2. Ball flach halten
Die Annahme der Erbschaft kann auch "konkludent", d.h. durch schlüssiges Handeln erfolgen. Wenn Sie innerhalb der 6 Wochen Frist anfangen die Wohnung zu entrümpeln, Gegenstände verkaufen oder einen Erbscheinsantrag stellen, dann nehmen Sie unter Umständen die Erbschaft bereits an. Beschränken Sie sich auf Informationsbeschaffung und stellen Sie gegenüber Dritten klar, dass Sie den Nachlass vorerst nur sichten. Hier zeigt sich die Krux: Viele Stellen werden Ihnen ohne Erbschein nicht die Informationen geben wollen, die Sie für Ihre Entscheidung zur Erbschaftsannahme brauchen. Stellen Sie den Erbscheinsantrag, nehmen Sie die Erbschaft aber schon an.
3. Loswerden geht besser als wieder holen
Beim Erben schwingt immer die Angst vor etwaig geerbten Schulden mit. Anwälte empfehlen aus folgendem Grund eine unbekannte Erbschaft nach Informationsbeschaffung eher anzunehmen:
a)
Die allermeisten Erbschaften sind nicht überschuldet, sondern werthaltig.
b)
Wenn eine Erbschaft aus Angst vor Schulden ohne vernünftige Informationsbeschaffung ausgeschlagen wird, dann wird eine andere Person Erbe und erledigt die Arbeit. Wenn die erste Person nach Kenntnis des positiven Nachlasssaldos dann einfach zum Gericht laufen könnte und die Ausschlagung anfechten könnte, würde das jeder so machen. Eine so ausgeschlagene Erbschaft kann in der Regel nicht wieder geholt werden.
c)
Wenn ein Erbe sich informiert und erst später unverschuldet Kenntnis erhält, dass der Nachlass überschuldet ist, bietet das Recht zwei Reißleinen: Die Anfechtung der Annahme wegen Irrtums der Schulden und die Nachlassinsolvenz. Sie werden dann zwar möglicherweise auf den Kosten des Nachlassinsolvenzverfahrens sitzen bleiben, tragen aber nicht die Nachlassschulden.

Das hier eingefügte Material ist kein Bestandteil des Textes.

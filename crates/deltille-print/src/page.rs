//! Paper sizes and board placement.

use std::fmt;
use std::str::FromStr;

use serde::{Deserialize, Serialize};

use crate::RenderedBoard;

/// Supported paper formats. Boards are always printed in landscape.
#[derive(Clone, Copy, Debug, Default, PartialEq, Eq, Hash, Serialize, Deserialize)]
#[serde(rename_all = "lowercase")]
pub enum PaperFormat {
    A0,
    #[serde(rename = "a0b")]
    A0b,
    A1,
    A2,
    A3,
    #[default]
    A4,
    A5,
    Letter,
    Legal,
}

impl PaperFormat {
    pub const ALL: [PaperFormat; 9] = [
        PaperFormat::A0,
        PaperFormat::A0b,
        PaperFormat::A1,
        PaperFormat::A2,
        PaperFormat::A3,
        PaperFormat::A4,
        PaperFormat::A5,
        PaperFormat::Letter,
        PaperFormat::Legal,
    ];

    pub fn name(self) -> &'static str {
        match self {
            PaperFormat::A0 => "a0",
            PaperFormat::A0b => "a0b",
            PaperFormat::A1 => "a1",
            PaperFormat::A2 => "a2",
            PaperFormat::A3 => "a3",
            PaperFormat::A4 => "a4",
            PaperFormat::A5 => "a5",
            PaperFormat::Letter => "letter",
            PaperFormat::Legal => "legal",
        }
    }

    /// Portrait `(width, height)` in millimetres.
    pub fn portrait_mm(self) -> (f64, f64) {
        match self {
            PaperFormat::A0 => (841.0, 1189.0),
            PaperFormat::A0b => (910.0, 1370.0),
            PaperFormat::A1 => (594.0, 841.0),
            PaperFormat::A2 => (420.0, 594.0),
            PaperFormat::A3 => (297.0, 420.0),
            PaperFormat::A4 => (210.0, 297.0),
            PaperFormat::A5 => (148.0, 210.0),
            PaperFormat::Letter => (215.9, 279.4),
            PaperFormat::Legal => (215.9, 355.6),
        }
    }

    /// Landscape `(width, height)` in millimetres.
    pub fn landscape_mm(self) -> (f64, f64) {
        let (w, h) = self.portrait_mm();
        (h, w)
    }
}

impl fmt::Display for PaperFormat {
    fn fmt(&self, f: &mut fmt::Formatter<'_>) -> fmt::Result {
        f.write_str(self.name())
    }
}

#[derive(thiserror::Error, Debug, Clone, PartialEq, Eq)]
#[error("unknown paper format '{0}' (expected a0, a0b, a1, a2, a3, a4, a5, letter or legal)")]
pub struct UnknownPaperFormat(pub String);

impl FromStr for PaperFormat {
    type Err = UnknownPaperFormat;

    fn from_str(s: &str) -> Result<Self, Self::Err> {
        let lower = s.trim().to_ascii_lowercase();
        PaperFormat::ALL
            .into_iter()
            .find(|p| p.name() == lower)
            .ok_or_else(|| UnknownPaperFormat(s.to_string()))
    }
}

/// A landscape page with one board centered on it, unscaled.
///
/// Page coordinates are millimetres with the origin at the lower-left corner
/// and +y pointing up, the same orientation as board coordinates.
#[derive(Clone, Copy, Debug, PartialEq)]
pub struct PageLayout {
    pub width_mm: f64,
    pub height_mm: f64,
    /// Translation from board to page coordinates.
    pub offset: (f64, f64),
}

impl PageLayout {
    /// Center `board` on a landscape page of `format`.
    pub fn centered(format: PaperFormat, board: &RenderedBoard) -> Self {
        let (width_mm, height_mm) = format.landscape_mm();
        let Some(rect) = board.bounds() else {
            return Self {
                width_mm,
                height_mm,
                offset: (0.0, 0.0),
            };
        };

        if rect.width() > width_mm || rect.height() > height_mm {
            log::warn!(
                "board {} ({:.1} x {:.1} mm) does not fit on a {} page ({} x {} mm)",
                board.board_id,
                rect.width(),
                rect.height(),
                format,
                width_mm,
                height_mm
            );
        }

        let offset = (
            (width_mm - rect.width()) / 2.0 - rect.min().x,
            (height_mm - rect.height()) / 2.0 - rect.min().y,
        );
        Self {
            width_mm,
            height_mm,
            offset,
        }
    }

    /// Board millimetres to page millimetres.
    #[inline]
    pub fn to_page(&self, x: f64, y: f64) -> (f64, f64) {
        (x + self.offset.0, y + self.offset.1)
    }
}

Aus diesem Grund gibt es bei Erbschaften regelhafte "Schockanrufe" mit Mitteilung der Miterben von den angeblichen hohen Schulden. Wenn Sie in dessen Folge die Erbschaft voreilig ausgeschlagen, sind Sie in der Regel raus und die anderen Erben teilen sich den werthaltigen Nachlass.
Fazit:
Die Ermittlung eines Nachlasses ohne Erbschein ist mit gewissem Geschick, Eigeninitiative und dem Brief des Nachlassgerichts möglich.
Halten Sie den Ball flach und beschränken Sie sich auf Informationsbeschaffung. Im Zweifel raten Anwälte dazu, eine unbekannte Erbschaft anzunehmen. Nehmen Sie im Zweifelsfall professionelle rechtliche Beratung in Anspruch, um sicherzustellen, dass alle Schritte korrekt und rechtlich einwandfrei durchgeführt werden.